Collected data
──────────────────────────────

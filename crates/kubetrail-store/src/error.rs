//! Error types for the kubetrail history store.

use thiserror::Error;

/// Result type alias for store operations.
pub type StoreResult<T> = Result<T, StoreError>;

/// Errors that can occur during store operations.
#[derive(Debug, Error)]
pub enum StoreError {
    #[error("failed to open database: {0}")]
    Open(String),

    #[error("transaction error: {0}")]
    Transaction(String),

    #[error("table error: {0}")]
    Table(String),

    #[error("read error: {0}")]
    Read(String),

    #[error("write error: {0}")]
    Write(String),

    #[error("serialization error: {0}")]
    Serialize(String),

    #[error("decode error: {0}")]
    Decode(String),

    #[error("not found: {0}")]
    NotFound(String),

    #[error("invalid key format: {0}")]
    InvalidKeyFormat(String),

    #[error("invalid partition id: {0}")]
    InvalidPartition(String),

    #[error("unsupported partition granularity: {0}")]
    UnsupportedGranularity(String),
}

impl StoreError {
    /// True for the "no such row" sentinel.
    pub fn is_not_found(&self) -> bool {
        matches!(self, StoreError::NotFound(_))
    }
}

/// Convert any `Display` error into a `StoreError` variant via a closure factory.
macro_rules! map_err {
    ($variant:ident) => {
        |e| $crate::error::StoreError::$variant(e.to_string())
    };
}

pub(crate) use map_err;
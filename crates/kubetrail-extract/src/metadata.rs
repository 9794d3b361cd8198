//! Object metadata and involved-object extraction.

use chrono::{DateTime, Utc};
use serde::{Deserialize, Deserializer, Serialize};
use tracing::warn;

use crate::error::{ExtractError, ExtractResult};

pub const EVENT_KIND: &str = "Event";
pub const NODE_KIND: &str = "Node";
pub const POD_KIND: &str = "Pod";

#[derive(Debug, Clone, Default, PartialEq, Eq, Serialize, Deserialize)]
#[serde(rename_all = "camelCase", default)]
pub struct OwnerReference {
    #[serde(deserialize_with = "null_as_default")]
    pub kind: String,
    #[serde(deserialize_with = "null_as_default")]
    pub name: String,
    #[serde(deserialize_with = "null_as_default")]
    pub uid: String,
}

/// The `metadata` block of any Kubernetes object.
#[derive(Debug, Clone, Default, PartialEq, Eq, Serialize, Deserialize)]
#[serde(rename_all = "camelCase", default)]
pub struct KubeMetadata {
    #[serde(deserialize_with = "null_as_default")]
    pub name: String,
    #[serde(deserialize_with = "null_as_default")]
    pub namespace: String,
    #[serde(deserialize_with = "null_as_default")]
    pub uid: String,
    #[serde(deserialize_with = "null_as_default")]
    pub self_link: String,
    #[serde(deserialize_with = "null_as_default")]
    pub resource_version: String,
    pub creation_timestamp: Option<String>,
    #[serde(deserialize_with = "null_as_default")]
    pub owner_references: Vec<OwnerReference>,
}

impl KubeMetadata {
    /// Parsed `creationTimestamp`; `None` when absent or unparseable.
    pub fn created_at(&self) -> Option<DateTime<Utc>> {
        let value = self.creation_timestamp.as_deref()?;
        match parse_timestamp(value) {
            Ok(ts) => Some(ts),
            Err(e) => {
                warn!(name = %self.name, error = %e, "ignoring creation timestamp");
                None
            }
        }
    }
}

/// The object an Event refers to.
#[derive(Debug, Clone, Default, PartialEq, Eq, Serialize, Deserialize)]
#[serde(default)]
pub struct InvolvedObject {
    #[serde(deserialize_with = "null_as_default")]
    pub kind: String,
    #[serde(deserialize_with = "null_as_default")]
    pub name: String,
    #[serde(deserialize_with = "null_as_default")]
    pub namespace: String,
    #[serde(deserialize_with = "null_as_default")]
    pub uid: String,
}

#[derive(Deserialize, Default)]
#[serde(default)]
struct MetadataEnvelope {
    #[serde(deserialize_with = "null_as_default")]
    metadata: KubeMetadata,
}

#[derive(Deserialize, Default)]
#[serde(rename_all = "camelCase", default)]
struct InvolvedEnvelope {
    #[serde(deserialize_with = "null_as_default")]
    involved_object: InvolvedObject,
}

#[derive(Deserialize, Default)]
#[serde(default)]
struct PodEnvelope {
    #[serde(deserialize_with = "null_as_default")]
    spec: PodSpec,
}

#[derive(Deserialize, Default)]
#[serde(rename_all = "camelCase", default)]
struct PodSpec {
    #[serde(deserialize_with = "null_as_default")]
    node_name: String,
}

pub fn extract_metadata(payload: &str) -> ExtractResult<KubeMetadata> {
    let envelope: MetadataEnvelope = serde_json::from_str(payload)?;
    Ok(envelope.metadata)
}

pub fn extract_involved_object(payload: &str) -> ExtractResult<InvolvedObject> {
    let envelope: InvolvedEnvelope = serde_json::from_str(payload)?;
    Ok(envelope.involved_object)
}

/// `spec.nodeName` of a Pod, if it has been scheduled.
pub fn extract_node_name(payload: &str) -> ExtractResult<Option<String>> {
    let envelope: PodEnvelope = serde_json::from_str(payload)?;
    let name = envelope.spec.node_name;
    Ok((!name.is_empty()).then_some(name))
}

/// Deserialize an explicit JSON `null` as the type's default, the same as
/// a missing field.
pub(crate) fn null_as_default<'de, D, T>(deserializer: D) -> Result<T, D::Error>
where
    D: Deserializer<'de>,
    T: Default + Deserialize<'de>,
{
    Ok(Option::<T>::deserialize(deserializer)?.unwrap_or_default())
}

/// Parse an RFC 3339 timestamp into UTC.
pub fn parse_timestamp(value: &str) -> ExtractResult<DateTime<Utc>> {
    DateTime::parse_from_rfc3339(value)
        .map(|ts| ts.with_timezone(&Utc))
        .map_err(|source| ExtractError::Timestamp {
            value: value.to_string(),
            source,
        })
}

──────────────────────────────

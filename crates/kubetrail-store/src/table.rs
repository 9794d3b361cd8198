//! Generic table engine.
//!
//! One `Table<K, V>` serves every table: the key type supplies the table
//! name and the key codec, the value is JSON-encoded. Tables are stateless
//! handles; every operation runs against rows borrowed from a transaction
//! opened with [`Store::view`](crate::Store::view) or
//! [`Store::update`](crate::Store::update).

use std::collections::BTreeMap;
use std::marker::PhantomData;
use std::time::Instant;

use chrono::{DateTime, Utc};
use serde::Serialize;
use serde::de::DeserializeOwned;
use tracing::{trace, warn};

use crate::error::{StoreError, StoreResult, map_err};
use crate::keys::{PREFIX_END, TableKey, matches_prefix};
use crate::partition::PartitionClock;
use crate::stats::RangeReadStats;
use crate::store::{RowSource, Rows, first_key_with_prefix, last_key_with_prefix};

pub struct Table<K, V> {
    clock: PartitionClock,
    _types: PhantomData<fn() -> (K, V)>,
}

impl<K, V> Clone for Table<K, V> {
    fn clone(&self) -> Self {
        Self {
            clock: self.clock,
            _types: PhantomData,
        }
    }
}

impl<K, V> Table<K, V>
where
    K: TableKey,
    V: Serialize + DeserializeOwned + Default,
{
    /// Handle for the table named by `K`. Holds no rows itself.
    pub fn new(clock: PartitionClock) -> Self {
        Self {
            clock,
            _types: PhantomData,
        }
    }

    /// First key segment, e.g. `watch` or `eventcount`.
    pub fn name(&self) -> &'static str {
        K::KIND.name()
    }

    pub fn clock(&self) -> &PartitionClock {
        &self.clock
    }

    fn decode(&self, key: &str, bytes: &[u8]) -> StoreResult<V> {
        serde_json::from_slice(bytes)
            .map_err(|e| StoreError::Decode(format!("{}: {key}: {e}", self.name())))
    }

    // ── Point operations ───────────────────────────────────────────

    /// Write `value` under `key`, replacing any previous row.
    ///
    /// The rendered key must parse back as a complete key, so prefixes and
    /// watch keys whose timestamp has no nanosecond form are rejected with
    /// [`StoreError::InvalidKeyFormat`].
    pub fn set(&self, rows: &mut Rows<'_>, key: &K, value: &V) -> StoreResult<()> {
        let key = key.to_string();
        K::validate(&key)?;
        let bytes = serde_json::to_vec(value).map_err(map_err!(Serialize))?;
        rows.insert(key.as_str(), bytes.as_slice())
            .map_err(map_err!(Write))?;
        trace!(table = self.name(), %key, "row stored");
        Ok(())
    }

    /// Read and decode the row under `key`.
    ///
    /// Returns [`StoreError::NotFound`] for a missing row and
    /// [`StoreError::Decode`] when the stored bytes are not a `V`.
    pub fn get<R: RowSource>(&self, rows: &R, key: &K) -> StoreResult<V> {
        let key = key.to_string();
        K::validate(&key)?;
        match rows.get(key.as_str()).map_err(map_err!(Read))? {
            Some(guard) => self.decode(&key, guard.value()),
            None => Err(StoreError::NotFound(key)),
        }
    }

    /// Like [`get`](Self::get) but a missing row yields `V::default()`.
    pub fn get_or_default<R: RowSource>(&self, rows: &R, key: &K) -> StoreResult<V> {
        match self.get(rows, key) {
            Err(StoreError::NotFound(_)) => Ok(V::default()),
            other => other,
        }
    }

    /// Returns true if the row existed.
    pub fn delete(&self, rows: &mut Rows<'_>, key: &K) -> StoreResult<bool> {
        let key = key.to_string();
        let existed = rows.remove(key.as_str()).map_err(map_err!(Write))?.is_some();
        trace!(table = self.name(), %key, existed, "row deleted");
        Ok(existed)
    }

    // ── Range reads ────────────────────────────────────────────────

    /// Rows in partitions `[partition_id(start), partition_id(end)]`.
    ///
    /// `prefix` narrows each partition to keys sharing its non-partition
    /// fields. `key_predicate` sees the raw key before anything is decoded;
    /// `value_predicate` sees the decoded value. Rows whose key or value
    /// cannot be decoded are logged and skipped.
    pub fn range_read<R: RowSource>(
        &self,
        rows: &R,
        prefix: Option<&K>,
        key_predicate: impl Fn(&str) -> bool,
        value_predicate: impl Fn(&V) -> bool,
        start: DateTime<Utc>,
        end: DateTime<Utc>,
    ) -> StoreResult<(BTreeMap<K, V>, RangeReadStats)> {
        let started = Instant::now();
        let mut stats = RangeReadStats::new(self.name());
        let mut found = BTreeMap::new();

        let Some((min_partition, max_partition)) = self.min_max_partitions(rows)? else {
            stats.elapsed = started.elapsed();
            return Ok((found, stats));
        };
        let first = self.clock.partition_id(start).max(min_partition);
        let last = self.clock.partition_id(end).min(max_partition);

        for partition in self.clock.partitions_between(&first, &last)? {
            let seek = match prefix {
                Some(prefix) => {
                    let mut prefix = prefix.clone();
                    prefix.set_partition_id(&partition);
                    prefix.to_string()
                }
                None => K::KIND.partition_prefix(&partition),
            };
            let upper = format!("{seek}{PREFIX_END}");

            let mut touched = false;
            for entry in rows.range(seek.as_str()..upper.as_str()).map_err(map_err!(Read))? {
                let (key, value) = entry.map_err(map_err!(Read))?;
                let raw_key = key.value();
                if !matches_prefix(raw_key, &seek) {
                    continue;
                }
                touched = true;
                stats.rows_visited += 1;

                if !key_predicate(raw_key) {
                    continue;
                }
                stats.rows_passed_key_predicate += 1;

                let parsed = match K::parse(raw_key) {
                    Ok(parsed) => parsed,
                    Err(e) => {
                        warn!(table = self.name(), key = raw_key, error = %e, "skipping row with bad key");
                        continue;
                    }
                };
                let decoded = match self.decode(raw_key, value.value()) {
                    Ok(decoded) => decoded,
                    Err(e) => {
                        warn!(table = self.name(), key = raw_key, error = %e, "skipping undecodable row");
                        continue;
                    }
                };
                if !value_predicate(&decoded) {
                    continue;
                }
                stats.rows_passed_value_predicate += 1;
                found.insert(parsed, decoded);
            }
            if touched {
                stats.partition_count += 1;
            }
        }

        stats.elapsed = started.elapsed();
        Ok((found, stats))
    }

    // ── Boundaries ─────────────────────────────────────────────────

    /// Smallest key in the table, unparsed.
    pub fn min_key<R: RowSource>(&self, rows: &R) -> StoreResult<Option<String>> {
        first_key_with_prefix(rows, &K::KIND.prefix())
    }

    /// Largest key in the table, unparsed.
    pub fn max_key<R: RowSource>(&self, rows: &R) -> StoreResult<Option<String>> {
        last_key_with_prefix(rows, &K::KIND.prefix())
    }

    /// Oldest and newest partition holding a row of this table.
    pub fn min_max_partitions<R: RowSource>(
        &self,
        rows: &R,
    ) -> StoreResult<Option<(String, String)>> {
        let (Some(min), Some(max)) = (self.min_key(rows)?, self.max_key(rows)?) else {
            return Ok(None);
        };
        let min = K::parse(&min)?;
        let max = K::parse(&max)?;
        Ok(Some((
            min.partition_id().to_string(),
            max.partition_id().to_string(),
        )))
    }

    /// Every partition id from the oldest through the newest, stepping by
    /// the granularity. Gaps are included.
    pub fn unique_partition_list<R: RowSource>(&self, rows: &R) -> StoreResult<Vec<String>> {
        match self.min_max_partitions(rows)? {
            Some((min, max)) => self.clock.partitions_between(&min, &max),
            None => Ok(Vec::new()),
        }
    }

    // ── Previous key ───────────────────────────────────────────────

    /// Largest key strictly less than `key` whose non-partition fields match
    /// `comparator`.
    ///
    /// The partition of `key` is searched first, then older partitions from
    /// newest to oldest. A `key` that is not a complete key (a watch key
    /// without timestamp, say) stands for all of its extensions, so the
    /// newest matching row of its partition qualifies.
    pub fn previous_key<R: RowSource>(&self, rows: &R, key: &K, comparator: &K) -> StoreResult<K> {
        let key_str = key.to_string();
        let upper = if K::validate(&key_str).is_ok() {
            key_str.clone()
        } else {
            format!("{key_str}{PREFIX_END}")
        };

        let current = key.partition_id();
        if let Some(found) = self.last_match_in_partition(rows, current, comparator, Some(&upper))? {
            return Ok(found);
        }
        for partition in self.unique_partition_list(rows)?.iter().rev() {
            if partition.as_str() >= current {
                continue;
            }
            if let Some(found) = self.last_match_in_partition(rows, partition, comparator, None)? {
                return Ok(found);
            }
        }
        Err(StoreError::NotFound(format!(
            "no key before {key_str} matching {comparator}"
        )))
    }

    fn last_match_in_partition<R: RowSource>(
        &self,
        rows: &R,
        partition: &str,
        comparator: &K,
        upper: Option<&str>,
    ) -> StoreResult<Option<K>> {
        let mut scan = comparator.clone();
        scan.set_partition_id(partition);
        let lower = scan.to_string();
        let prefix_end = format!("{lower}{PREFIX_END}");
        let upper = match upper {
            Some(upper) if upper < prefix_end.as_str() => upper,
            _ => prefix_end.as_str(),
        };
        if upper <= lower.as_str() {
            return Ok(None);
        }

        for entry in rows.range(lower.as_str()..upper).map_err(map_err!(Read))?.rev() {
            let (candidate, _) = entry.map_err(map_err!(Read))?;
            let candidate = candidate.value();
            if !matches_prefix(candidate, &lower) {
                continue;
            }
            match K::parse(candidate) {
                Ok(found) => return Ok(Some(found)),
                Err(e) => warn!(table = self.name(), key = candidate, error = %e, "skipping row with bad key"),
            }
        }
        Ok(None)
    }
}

──────────────────────────────

Task prompt:
Would you report every line of the entries above containing the word "newest"?

Task answer:
    /// Oldest and newest partition holding a row of this table.
    /// Every partition id from the oldest through the newest, stepping by
    /// newest to oldest. A `key` that is not a complete key (a watch key
    /// newest matching row of its partition qualifies.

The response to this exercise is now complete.